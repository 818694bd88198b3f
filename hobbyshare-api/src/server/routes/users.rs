use crate::server::{
    Result, ServerError, ServerRouter, auth::AuthenticatedUser, extract::Json,
};
use axum::extract::State;
use axum_extra::routing::{RouterExt, TypedPath};
use hobbyshare_common::model::{tag::HobbyTag, user::UserProfile};
use hobbyshare_db::client::DbClient;
use serde::Deserialize;
use std::sync::Arc;
use tracing::info;

pub fn routes() -> ServerRouter {
    ServerRouter::new()
        .typed_get(get_me)
        .typed_put(put_my_hobby_tags)
}

#[derive(TypedPath, Deserialize)]
#[typed_path("/users/me", rejection(ServerError))]
struct MePath();

async fn get_me(
    MePath(): MePath,
    user: AuthenticatedUser,
    State(db): State<Arc<DbClient>>,
) -> Result<Json<UserProfile>> {
    let hobby_tags = db.fetch_user_hobby_tags(user.user_id()).await?;

    Ok(Json(UserProfile {
        user: user.into_user(),
        hobby_tags,
    }))
}

#[derive(TypedPath, Deserialize)]
#[typed_path("/users/me/hobby-tags", rejection(ServerError))]
struct MyHobbyTagsPath();

#[derive(Deserialize)]
struct HobbyTagNames {
    hobby_tag_names: Vec<String>,
}

async fn put_my_hobby_tags(
    MyHobbyTagsPath(): MyHobbyTagsPath,
    user: AuthenticatedUser,
    State(db): State<Arc<DbClient>>,
    Json(request): Json<HobbyTagNames>,
) -> Result<Json<Vec<HobbyTag>>> {
    let tags = db
        .replace_user_hobby_tags(user.user_id(), &request.hobby_tag_names)
        .await?;

    info!(user_id = %user.user_id(), tags = tags.len(), "Replaced hobby tags");
    Ok(Json(tags))
}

☆ ☆ ☆ ☆

## Exercise objective
Return each line of the data above that includes the word "UserProfile".

## Finished task
use hobbyshare_common::model::{tag::HobbyTag, user::UserProfile};
) -> Result<Json<UserProfile>> {
    Ok(Json(UserProfile {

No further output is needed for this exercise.